··· Provided data

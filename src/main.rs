//! Droid control core — host simulation entry point.
//!
//! Hexagonal architecture with a fixed-rate control loop.
//!
//! ```text
//! ┌──────────────────────────────────────────────────────────┐
//! │                   Adapters (outer ring)                  │
//! │                                                          │
//! │  SimulatedHardware      LogEventSink     JsonFileStore   │
//! │  (Servo+Display+Light)  (EventSink)      (Calibration)   │
//! │                                                          │
//! │  ─────────────── Port Trait Boundary ───────────────     │
//! │                                                          │
//! │  ┌────────────────────────────────────────────────┐      │
//! │  │           DroidService (pure logic)            │      │
//! │  │  Neck · Body · Accessory · Face · Lights       │      │
//! │  └────────────────────────────────────────────────┘      │
//! └──────────────────────────────────────────────────────────┘
//! ```
//!
//! The simulation drives the service through the same SPSC command queue
//! a gateway adapter would use, replaying a short scripted session so the
//! log shows every subsystem working.

#![deny(unused_must_use)]

use std::time::{Duration, SystemTime, UNIX_EPOCH};

use anyhow::Result;
use log::{info, warn};

use droidcore::adapters::hardware::SimulatedHardware;
use droidcore::adapters::log_sink::LogEventSink;
use droidcore::adapters::storage::JsonFileStore;
use droidcore::adapters::time::MonotonicClock;
use droidcore::app::commands::{CommandQueue, CommandSender, DroidCommand};
use droidcore::app::service::DroidService;
use droidcore::config::DroidConfig;
use droidcore::face::EyeScope;

/// Scripted gateway session: (time since boot, command).
fn demo_script() -> Vec<(u64, DroidCommand)> {
    vec![
        (
            2_000,
            DroidCommand::Eyes {
                scope: EyeScope::Both,
                code: 6, // angry
            },
        ),
        (3_000, DroidCommand::Lights { code: 2 }), // warning blink
        (
            5_000,
            DroidCommand::Neck {
                rotate: 45.0,
                tilt_forward: -15.0,
                tilt_sideways: 0.0,
                duration_ms: Some(1500),
            },
        ),
        (
            7_000,
            DroidCommand::Body {
                rotate: 0.0,
                tilt_forward: 0.0,
                tilt_sideways: -30.0,
                duration_ms: None,
            },
        ),
        (
            9_000,
            DroidCommand::Accessory {
                degree: 120.0,
                duration_ms: None,
            },
        ),
        (
            11_000,
            DroidCommand::Eyes {
                scope: EyeScope::Both,
                code: 3, // blink
            },
        ),
        (13_000, DroidCommand::Lights { code: 3 }), // processing fade
        (15_000, DroidCommand::SetAutomatic(true)),
        (40_000, DroidCommand::CenterAll),
        (41_000, DroidCommand::SaveCalibration),
    ]
}

fn main() -> Result<()> {
    env_logger::Builder::from_env(env_logger::Env::default().default_filter_or("debug")).init();

    info!("droidcore v{} (host simulation)", env!("CARGO_PKG_VERSION"));

    let config = DroidConfig::load_or_default("droidconfig.json");
    let clock = MonotonicClock::new();
    let mut hw = SimulatedHardware::new();
    let mut store = JsonFileStore::new("calibrations.json");
    let mut sink = LogEventSink::new();

    let seed = SystemTime::now()
        .duration_since(UNIX_EPOCH)
        .map_or(0, |d| d.as_millis() as u64);
    let mut service = DroidService::new(&config, seed);

    // One producer (the scripted "gateway"), one consumer (the loop).
    let mut queue = CommandQueue::new();
    let (producer, mut consumer) = queue.split();
    let mut gateway = CommandSender::new(producer);

    let mut settle = |ms: u32| std::thread::sleep(Duration::from_millis(u64::from(ms)));
    service.start(&mut store, &mut hw, &mut settle, &mut sink)?;

    let mut script = demo_script().into_iter().peekable();
    let run_for_ms: u64 = 45_000;

    loop {
        let now_ms = clock.now_ms();
        if now_ms >= run_for_ms {
            break;
        }

        while let Some((_, cmd)) = script.next_if(|(at, _)| *at <= now_ms) {
            if let Err(e) = gateway.send(cmd) {
                warn!("dropping command: {e}");
            }
        }

        service.drain_commands(&mut consumer, now_ms, &mut hw, &mut store, &mut settle, &mut sink);
        service.tick(now_ms, &mut hw, &mut sink);

        std::thread::sleep(Duration::from_millis(u64::from(
            config.control_loop_interval_ms,
        )));
    }

    let snap = service.snapshot();
    info!(
        "simulation done after {} ticks: eyes {:?}/{:?}, lights {:?}, neck rotate {:.0}°",
        service.tick_count(),
        snap.eye_left,
        snap.eye_right,
        snap.light_mode,
        snap.neck_rotate
    );
    Ok(())
}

······

▸ Task to carry out: Count every line of the data above that includes the word "sleep", then state the total and nothing more.

▸ Reply to the exercise: 2